Tutaj wraca motyw etyczny. Kochamy psy, nasze szczególnie, wszystkie psy w ogóle. Psa nie uderzymy, na psa nawet staramy się nie krzyczeć. Ale wylać wiadro pomyj na człowieka? Proszę bardzo! Znowu, ja pierwsza wiem, jak bardzo ludzie potrafią być irytujący, bezmyślni, wreszcie zwyczajnie źli - ale skoro stać nas na cierpliwość wobec zwierząt, to może i naszej rasie moglibyśmy trochę jej okazać?

Podsumowując, przede wszystkim do siebie, ale i do wszystkich świadomych psiarzy, apeluję: mamy dużą, rzetelną wiedzę. Wykorzystajmy ją nie jako drabinkę do wysokiej wieży, z której będziemy szczekać i sarkać na "ciemny lud", ale jako dobro, którym możemy podzielić się z innymi. Bez wpychania im go do gardła. Bez awantur. Bo może to brzmi górnolotnie, ale naprawdę uważam, że małymi a rozsądnymi krokami da się zmienić spory kawałek świata - a my, "prawdziwi psiarze" mamy całkiem niezłe narzędzia, żeby zmienić chociaż nasze podwórko.

środa, 2 listopada 2011

dzień 95 - what's my name again?

Poczyniłam ciekawe odkrycie - Fenka FATALNIE reaguje na komendy wydawane głosem. Na gesty reaguje natychmiast, perfekcyjnie niemal, ale samych komend głosowych wygląda na to, że praktycznie nie rozumie. Dlatego ostro bierzemy się za poprawianie tego.
Dodatkowo, ogłuchła trochę na swoje imię, więc dzisiaj poświęciłam parę ładnych chwil przy paru okazjach na łączenie mojego "Fenka" z jej patrzeniem mi w oczy. Idzie, ale powoli.
Prócz tego dzisiaj zaczęłam ostro uczyć "zostaw" przy użyciu kawałka bułki na podłodze, parówki w ręku, klikera i refleksu. Szło super, poza tym, że Fenka, zbita z tropu faktem, że kiedy podchodzi, bułka znika, zaczęła się cofać z ponurą miną i chyba właśnie to wyklikałam. Dlatego niewykluczone, że albo będę poprawiać głupie zachowanie, którego sama psa nauczyłam, albo na hasło "zostaw" pies będzie uciekał od żarcia, jakbym zamiast nauki klikerowej stosowała kolczatkę i kije.

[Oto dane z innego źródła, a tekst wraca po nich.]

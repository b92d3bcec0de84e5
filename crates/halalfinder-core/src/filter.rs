//! Narrowing a restaurant collection by user-chosen criteria.

use serde::{Deserialize, Serialize};

use crate::restaurants::{Feature, HalalStatus, Restaurant};

/// Explore-page criteria. Every field left at its default means "no
/// constraint" for that dimension; all present constraints must hold.
#[derive(Debug, Clone, Default, PartialEq, Serialize, Deserialize)]
#[serde(default, rename_all = "camelCase")]
pub struct RestaurantFilter {
    /// Case-insensitive substring match against name, city, or any cuisine.
    pub search: Option<String>,
    /// Exact city equality.
    pub city: Option<String>,
    /// At least one shared cuisine.
    pub cuisines: Vec<String>,
    /// Halal status must be one of these.
    pub halal_status: Vec<HalalStatus>,
    /// Restaurant must have every one of these.
    pub features: Vec<Feature>,
    /// Price level must be one of these.
    pub price_level: Vec<u8>,
    /// Inclusive lower bound on rating; `0` disables the check.
    pub min_rating: f64,
}

impl RestaurantFilter {
    /// Returns `true` if `restaurant` is active and satisfies every criterion.
    #[must_use]
    pub fn matches(&self, restaurant: &Restaurant) -> bool {
        if !restaurant.is_active {
            return false;
        }

        if let Some(query) = self.search.as_deref().filter(|q| !q.is_empty()) {
            let q = query.to_lowercase();
            let hit = restaurant.name.to_lowercase().contains(&q)
                || restaurant.city.to_lowercase().contains(&q)
                || restaurant
                    .cuisines
                    .iter()
                    .any(|c| c.to_lowercase().contains(&q));
            if !hit {
                return false;
            }
        }

        if let Some(city) = self.city.as_deref().filter(|c| !c.is_empty()) {
            if restaurant.city != city {
                return false;
            }
        }

        if !self.cuisines.is_empty()
            && !self.cuisines.iter().any(|c| restaurant.cuisines.contains(c))
        {
            return false;
        }

        if !self.halal_status.is_empty() && !self.halal_status.contains(&restaurant.halal_status)
        {
            return false;
        }

        if !self.features.iter().all(|f| restaurant.has_feature(*f)) {
            return false;
        }

        if !self.price_level.is_empty() && !self.price_level.contains(&restaurant.price_level) {
            return false;
        }

        if self.min_rating > 0.0 && restaurant.rating < self.min_rating {
            return false;
        }

        true
    }
}

/// Returns the active restaurants matching `filter`, in input order.
#[must_use]
pub fn filter_restaurants(restaurants: &[Restaurant], filter: &RestaurantFilter) -> Vec<Restaurant> {
    restaurants
        .iter()
        .filter(|r| filter.matches(r))
        .cloned()
        .collect()
}
//! Minimal CSV reader for the sheet export format.
//!
//! Records are line-oriented: a quoted field cannot span lines. Malformed
//! quoting never fails; an unterminated quote closes at end of line.

use crate::types::RawRow;

/// Splits one CSV line into fields.
///
/// `"` toggles quoted context, `""` inside quotes is a literal quote, and a
/// comma only separates fields outside quotes. The last field is always
/// emitted, so `a,,` yields three fields.
#[must_use]
pub fn tokenize_line(line: &str) -> Vec<String> {
    let mut fields = Vec::new();
    let mut current = String::new();
    let mut in_quotes = false;
    let mut chars = line.chars().peekable();

    while let Some(c) = chars.next() {
        match c {
            '"' if in_quotes && chars.peek() == Some(&'"') => {
                current.push('"');
                chars.next();
            }
            '"' => in_quotes = !in_quotes,
            ',' if !in_quotes => fields.push(std::mem::take(&mut current)),
            other => current.push(other),
        }
    }
    fields.push(current);
    fields
}

/// Parses a whole CSV document into header-keyed rows.
///
/// Headers and values are trimmed and lose one surrounding `"` on each side.
/// Short rows are padded with empty cells. A line is dropped only when every
/// field it tokenizes to is empty before trimming, so `,,` is skipped but
/// ` , ` is kept. Fewer than two lines yields no rows.
#[must_use]
pub fn parse_csv(text: &str) -> Vec<RawRow> {
    let mut lines = text.trim().split('\n');
    let Some(header_line) = lines.next() else {
        return Vec::new();
    };
    let headers: Vec<String> = tokenize_line(header_line)
        .iter()
        .map(|h| clean_cell(h))
        .collect();

    lines
        .filter_map(|line| {
            let values = tokenize_line(line);
            if values.iter().all(String::is_empty) {
                return None;
            }
            let row: RawRow = headers
                .iter()
                .enumerate()
                .map(|(i, header)| {
                    let value = values.get(i).map_or_else(String::new, |v| clean_cell(v));
                    (header.clone(), value)
                })
                .collect();
            Some(row)
        })
        .collect()
}

fn clean_cell(raw: &str) -> String {
    let trimmed = raw.trim();
    let trimmed = trimmed.strip_prefix('"').unwrap_or(trimmed);
    let trimmed = trimmed.strip_suffix('"').unwrap_or(trimmed);
    trimmed.to_string()
}
use axum::{
    Json, Router,
    extract::{Extension, Path, Query, State},
    http::StatusCode,
    response::IntoResponse,
    routing::{delete, get, patch, post},
};
use serde::Deserialize;
use tracing::{info, instrument, warn};
use utils::api::{
    notifications::NotificationKind,
    tasks::{
        ArchiveTaskResponse, AssignTaskRequest, CreateTaskRequest, ListAssigneesResponse,
        ListTasksResponse, Task, TaskAssignee, TaskDetail, TaskStatus, UpdateScheduleRequest,
        UpdateTaskRequest,
    },
    users::Profile,
};
use uuid::Uuid;

use super::{
    access::{
        ensure_not_archived, load_editable_task, load_visible_project, load_visible_task, notify,
        recipients_excluding, required_text,
    },
    error::ErrorResponse,
};
use crate::{
    AppState,
    auth::RequestContext,
    db::{
        assignments::AssignmentRepository,
        profiles::ProfileRepository,
        tags::TagRepository,
        tasks::{
            CreateTaskData, MAX_TASK_TEXT_BYTES, TaskError, TaskFilter, TaskRecord,
            TaskRepository, UpdateTaskData, ensure_schedule_order, ensure_text_size,
        },
    },
    policy::{self, Actor, TaskFacts, TaskScope},
};

pub fn router() -> Router<AppState> {
    Router::new()
        .route("/tasks", get(list_tasks).post(create_task))
        .route(
            "/tasks/{task_id}",
            get(get_task).patch(update_task).delete(delete_task),
        )
        .route("/tasks/{task_id}/subtasks", get(list_subtasks))
        .route("/tasks/{task_id}/schedule", patch(update_schedule))
        .route(
            "/tasks/{task_id}/assignees",
            get(list_assignees).post(assign_user),
        )
        .route("/tasks/{task_id}/assignees/{user_id}", delete(unassign_user))
}

/// Archive and restore, mounted behind the manager gate.
pub fn manager_router() -> Router<AppState> {
    Router::new()
        .route("/tasks/{task_id}/archive", post(archive_task))
        .route("/tasks/{task_id}/restore", post(restore_task))
}

#[derive(Debug, Deserialize)]
struct ListTasksQuery {
    project_id: Option<Uuid>,
    status: Option<TaskStatus>,
    assignee_id: Option<Uuid>,
    parent_task_id: Option<Uuid>,
    #[serde(default)]
    include_archived: bool,
    limit: Option<i64>,
}

#[derive(Debug, Deserialize)]
struct SubtasksQuery {
    #[serde(default)]
    include_archived: bool,
    limit: Option<i64>,
}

Oczywiście są i sukcesy. Coraz lepiej umie to, czego ją uczę. Z cudownym entuzjazmem galopuje na miejsce, przechodzi do "waruj" pacając brzuchem na ziemię, no, cud, miód i orzeszki. I wszystko wskazuje na to, że zostaje sama cicho i spokojnie. Kochana, mądra sucz.